Just a Thought with Maria Gibbs

Author: Mary Hilliard

Just A Thought"

Maria Gibbs is a graduate student in the department of Civil and Environmental Engineering and Earth Sciences. She received her Bachelor’s from Duke University in 2012, and now focuses on the wind-induced vulnerabilities of flexible footbridged structures. As an undergrad, she became involved with the non-prfit Bridges to Prosperity.

Tell us about what you’re involved in right now.

There’s a nonprofit called Bridges to Prosperity (B2P) that builds long-span suspension foot bridges in the developing world to give people access to education, health care, and economic opportunities. They’ve built 200 bridges all over the world, so it’s a really exciting organization. I work specifically on their longer span bridges. It turns out that when you have a light, flexible bridge, they start to have problems with the wind. So this nonprofit can’t build bridges over a certain span because the uncertainty of what’s going to happen in the wind. So my Ph.D. looks at predicting the behavior of these bridges in the wind and then adding mitigation to them so they can be safe to be built over longer spans.

How did you get involved in Bridges to Prosperity?

I have a bunch of friends in El Salvador, and one of them is a school teacher. So she was telling me one summer about how her students were swimming across a river to school, and obviously, that is ridiculous. (And this is when I was an undergrad at Duke). So I did some research and found Bridges. From there, I was asked to join the board of Bridges to Prosperity, so I did that, representing the university. Along the way I learned more about this problem with the wind. By this time, I was trying to figure out what to do after graduation from Duke: Do I want to design connections on highway bridges? No, not for me. So I thought the idea of doing research to fix this problem would be a cool thing to spend my time doing, so that’s what I’ve been doing for the past five years.

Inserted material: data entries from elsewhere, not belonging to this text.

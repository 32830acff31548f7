use crate::assets::asset::{AssetKind, LoadOptions};
use crate::assets::loader::{LoadContext, Loader};
use crate::error::{LoadError, Result};
use crate::resources::cue::{SourceDefinition, SourceType};
use crate::resources::Cue;

fn validate(source: &SourceDefinition) -> Result<()> {
    if source.kind == SourceType::Oscillator && source.oscillator_type.is_none() {
        return Err(LoadError::MissingField("oscillatorType"));
    }
    source.sources.iter().try_for_each(validate)
}

/// Sound cue loader (JSON source tree).
#[derive(Debug, Default)]
pub struct CueLoader;

impl Loader for CueLoader {
    fn kind(&self) -> AssetKind {
        AssetKind::Cue
    }

    fn load(&self, ctx: &mut LoadContext<'_>, name: &str, data: &[u8], _options: LoadOptions) -> Result<()> {
        let cue: Cue = serde_json::from_slice(data)?;
        if let Some(source) = &cue.source {
            validate(source)?;
        }

        for sound in cue.sound_names() {
            if !ctx.cache.has_sound(sound) {
                log::warn!("{}: sound {} is not loaded", name, sound);
            }
        }

        ctx.bundle.set_cue(name, cue);
        Ok(())
    }
}
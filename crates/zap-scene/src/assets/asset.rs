use crate::error::LoadError;

/// Kind of resource an asset decodes into. The ordinals are the `type`
/// values of the bundle manifest.
#[derive(Debug, Clone, Copy, PartialEq, Eq, Hash)]
pub enum AssetKind {
    Bank = 0,
    Font = 1,
    StaticMesh = 2,
    SkinnedMesh = 3,
    Image = 4,
    Material = 5,
    ParticleSystem = 6,
    Sprite = 7,
    Sound = 8,
    Cue = 9,
}

impl TryFrom<u32> for AssetKind {
    type Error = LoadError;

    fn try_from(value: u32) -> Result<Self, Self::Error> {
        Ok(match value {
            0 => AssetKind::Bank,
            1 => AssetKind::Font,
            2 => AssetKind::StaticMesh,
            3 => AssetKind::SkinnedMesh,
            4 => AssetKind::Image,
            5 => AssetKind::Material,
            6 => AssetKind::ParticleSystem,
            7 => AssetKind::Sprite,
            8 => AssetKind::Sound,
            9 => AssetKind::Cue,
            other => return Err(LoadError::UnknownAssetKind(other)),
        })
    }
}

#[derive(Debug, Clone, Copy, PartialEq, Eq)]
pub struct LoadOptions {
    /// Request a full mip chain for textures.
    pub mipmaps: bool,
}

impl Default for LoadOptions {
    fn default() -> Self {
        Self { mipmaps: true }
    }
}

/// One entry of a batch load.
#[derive(Debug, Clone, PartialEq, Eq)]
pub struct Asset {
    pub kind: AssetKind,
    pub name: String,
    pub filename: String,
    pub options: LoadOptions,
}

impl Asset {
    /// Asset named after its file.
    pub fn new(kind: AssetKind, filename: impl Into<String>) -> Self {
        let filename = filename.into();
        Self {
            kind,
            name: filename.clone(),
            filename,
            options: LoadOptions::default(),
        }
    }

    pub fn with_name(mut self, name: impl Into<String>) -> Self {
        self.name = name.into();
        self
    }

    pub fn with_mipmaps(mut self, mipmaps: bool) -> Self {
        self.options.mipmaps = mipmaps;
        self
    }
}
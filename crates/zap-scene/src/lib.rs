pub mod api;
pub mod assets;
pub mod components;
pub mod core;
pub mod error;
pub mod renderer;
pub mod resources;

// Re-export key types at crate root for convenience
pub use api::config::{BatchPolicy, CacheConfig, EngineConfig, LookupOrder};
pub use api::engine::Engine;
pub use api::types::{LayerId, NodeId, ParentRef};
pub use assets::{Asset, AssetKind, Bundle, Cache, FileSystem, LoadOptions, Loader};
pub use components::{
    Animator, DrawContext, Drawable, Easing, Node, ShapeRenderer, Sprite, StaticMeshRenderer,
    TextRenderer, Tween,
};
pub use core::{Aabb, Color, Layer, NodeGraph, Rect, Scene};
pub use error::{LoadError, Result, TextError, WavError};
pub use renderer::{Camera, HeadlessRenderer, Renderer, ScaleMode, Vertex};

/// Route `log` output to the test harness; safe to call from every test.
#[cfg(test)]
pub(crate) fn test_log() {
    let _ = env_logger::builder().is_test(true).try_init();
}
#[cfg(test)]
mod tests {
    use super::*;
    use crate::components::animator::Animator;
    use crate::components::drawable::tests::Probe;
    use crate::renderer::headless::HeadlessRenderer;

    fn probe() -> Probe {
        Probe::with_bounds(Vec2::splat(-1.0), Vec2::splat(1.0))
    }

    fn draws(graph: &NodeGraph, id: NodeId) -> usize {
        graph.node(id).unwrap().drawable::<Probe>(0).unwrap().draws.len()
    }

    fn traverse(graph: &mut NodeGraph, root: NodeId) -> Vec<NodeId> {
        let camera = Camera::new(Vec2::new(100.0, 100.0));
        let renderer = HeadlessRenderer::new();
        let mut queue = Vec::new();
        let mut visit = Visit {
            queue: &mut queue,
            camera: &camera,
            renderer: &renderer,
        };
        graph.visit(root, &mut visit, Mat4::IDENTITY, false, 1.0, true);
        queue
    }

    #[test]
    fn single_parent() {
        let mut graph = NodeGraph::new();
        let a = graph.create_node();
        let b = graph.create_node();
        let child = graph.create_node();
        assert!(graph.add_child(a, child));
        assert!(!graph.add_child(b, child));
        assert_eq!(graph.node(child).unwrap().parent(), Some(ParentRef::Node(a)));
        assert!(graph.node(b).unwrap().children().is_empty());
    }

    #[test]
    fn cycles_are_rejected() {
        let mut graph = NodeGraph::new();
        let a = graph.create_node();
        let b = graph.create_node();
        assert!(graph.add_child(a, b));
        assert!(!graph.add_child(b, a));
        assert!(!graph.add_child(a, a));
        assert!(graph.is_ancestor(a, b));
    }

    #[test]
    fn remove_child_checks_parent() {
        let mut graph = NodeGraph::new();
        let a = graph.create_node();
        let b = graph.create_node();
        let c = graph.create_node();
        graph.add_child(a, c);
        assert!(!graph.remove_child(b, c));
        assert!(graph.remove_child(a, c));
        assert!(graph.node(c).unwrap().parent().is_none());
        assert!(!graph.remove_from_parent(c));
        // free to join another parent now
        assert!(graph.add_child(b, c));
    }

    #[test]
    fn destroy_frees_subtree() {
        let mut graph = NodeGraph::new();
        let root = graph.create_node();
        let a = graph.create_node();
        let b = graph.create_node();
        graph.add_child(root, a);
        graph.add_child(a, b);
        assert!(graph.destroy_node(a));
        assert!(!graph.contains(a));
        assert!(!graph.contains(b));
        assert!(graph.node(root).unwrap().children().is_empty());
        assert!(!graph.destroy_node(a));
    }

    #[test]
    fn world_conversions_follow_ancestors() {
        let mut graph = NodeGraph::new();
        let parent = graph.insert(Node::new().with_position(Vec2::new(10.0, 0.0)));
        let child = graph.insert(Node::new().with_position(Vec2::new(5.0, 0.0)));
        graph.add_child(parent, child);
        assert_eq!(graph.world_position(child), Some(Vec2::new(15.0, 0.0)));

        graph.node_mut(parent).unwrap().set_position(Vec2::new(0.0, 3.0));
        assert_eq!(graph.world_position(child), Some(Vec2::new(5.0, 3.0)));
        let local = graph.convert_world_to_local(child, Vec2::new(6.0, 4.0)).unwrap();
        assert!((local - Vec2::new(1.0, 1.0)).length() < 1e-5);
    }

    #[test]
    fn visit_queues_leaves_and_root() {
        let mut graph = NodeGraph::new();
        let root = graph.insert(Node::new().with_drawable(probe()));
        let a = graph.insert(Node::new().with_drawable(probe()));
        let b = graph.insert(Node::new().with_drawable(probe()).with_z(-1.0));
        graph.add_child(root, a);
        graph.add_child(root, b);

        let queue = traverse(&mut graph, root);
        assert_eq!(queue.len(), 3);
        assert!(queue.contains(&root));
    }

    #[test]
    fn hidden_subtree_is_skipped() {
        let mut graph = NodeGraph::new();
        let root = graph.insert(Node::new().with_drawable(probe()));
        let hidden = graph.insert(Node::new().with_drawable(probe()));
        let below = graph.insert(Node::new().with_drawable(probe()));
        graph.add_child(root, hidden);
        graph.add_child(hidden, below);
        graph.node_mut(hidden).unwrap().visible = false;

        assert_eq!(traverse(&mut graph, root), vec![root]);
    }

    #[test]
    fn culled_leaf_is_not_queued() {
        let mut graph = NodeGraph::new();
        let root = graph.create_node();
        let far = graph.insert(Node::new().with_drawable(probe()).with_position(Vec2::new(1000.0, 0.0)));
        graph.add_child(root, far);
        assert!(traverse(&mut graph, root).is_empty());
    }

    #[test]
    fn children_inherit_transform_and_opacity() {
        let mut graph = NodeGraph::new();
        let root = graph.insert(Node::new().with_position(Vec2::new(4.0, 0.0)));
        let child = graph.insert(Node::new().with_drawable(probe()));
        graph.add_child(root, child);
        graph.node_mut(root).unwrap().set_opacity(0.5);
        graph.node_mut(root).unwrap().set_position(Vec2::new(8.0, 0.0));

        traverse(&mut graph, root);
        let node = graph.node(child).unwrap();
        assert!((node.world_opacity() - 0.5).abs() < 1e-6);
        assert_eq!(node.parent_transform().w_axis.x, 8.0);
    }

    #[test]
    fn embedded_children_draw_once() {
        let mut graph = NodeGraph::new();
        let root = graph.create_node();
        let middle = graph.insert(Node::new().with_drawable(probe()));
        let leaf = graph.insert(Node::new().with_drawable(probe()));
        graph.add_child(root, middle);
        graph.add_child(middle, leaf);

        let queue = traverse(&mut graph, root);
        assert!(!queue.contains(&middle));
        assert!(queue.contains(&root));
        assert!(queue.contains(&leaf));

        let mut renderer = HeadlessRenderer::new();
        let mut ctx = DrawContext::new(&mut renderer, None, Mat4::IDENTITY);
        for id in queue {
            graph.draw_node(id, &mut ctx);
        }
        assert_eq!(draws(&graph, middle), 1);
        assert_eq!(draws(&graph, leaf), 1);
    }

    #[derive(Debug)]
    struct Adopt(NodeId);

    impl Animator for Adopt {
        fn update(&mut self, node: NodeId, graph: &mut NodeGraph, _delta: f32) {
            assert!(graph.add_child(node, self.0));
            // staged while the node's children are locked
            assert!(!graph.node(node).unwrap().children().contains(self.0));
            assert_eq!(graph.node(self.0).unwrap().parent(), Some(ParentRef::Node(node)));
        }

        fn is_done(&self) -> bool {
            true
        }
    }

    #[test]
    fn add_during_update_lands_on_unlock() {
        let mut graph = NodeGraph::new();
        let parent = graph.create_node();
        let child = graph.create_node();
        graph.node_mut(parent).unwrap().set_animator(Adopt(child));

        graph.update_node(parent, 0.1);
        let node = graph.node(parent).unwrap();
        assert!(node.children().contains(child));
        assert!(!node.has_animator());
    }

    #[test]
    fn update_ticks_drawables_in_subtree() {
        let mut graph = NodeGraph::new();
        let root = graph.create_node();
        let child = graph.insert(Node::new().with_drawable(probe()));
        graph.add_child(root, child);
        graph.update_node(root, 0.25);
        let elapsed = graph.node(child).unwrap().drawable::<Probe>(0).unwrap().elapsed;
        assert!((elapsed - 0.25).abs() < 1e-6);
    }
}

Do you have a favorite memory?

I can sit in the lab and come up with this new, fancy thing to add to the bridge to make sure that they are safe in the wind. But it probably won’t work: It will probably use materials that aren’t sourced locally, and construction methodologies that don’t exist, and people won’t care about it, because it isn’t helping them in their everyday lives. If it breaks, no one will know how to fix it. So I draw on the world of design thinking — from product design and human-centered design — and brought those tools. The idea is that I have a goal in mind to make the bridge safer. But, how we do that is not my role. We have to go into the community to find who there is an innovative, creative thinker and build a design team. I explain, “here is what I am trying to achieve. Now let’s match that with needs or aspirations of the community so we can design something that works for you everyday that you care about.”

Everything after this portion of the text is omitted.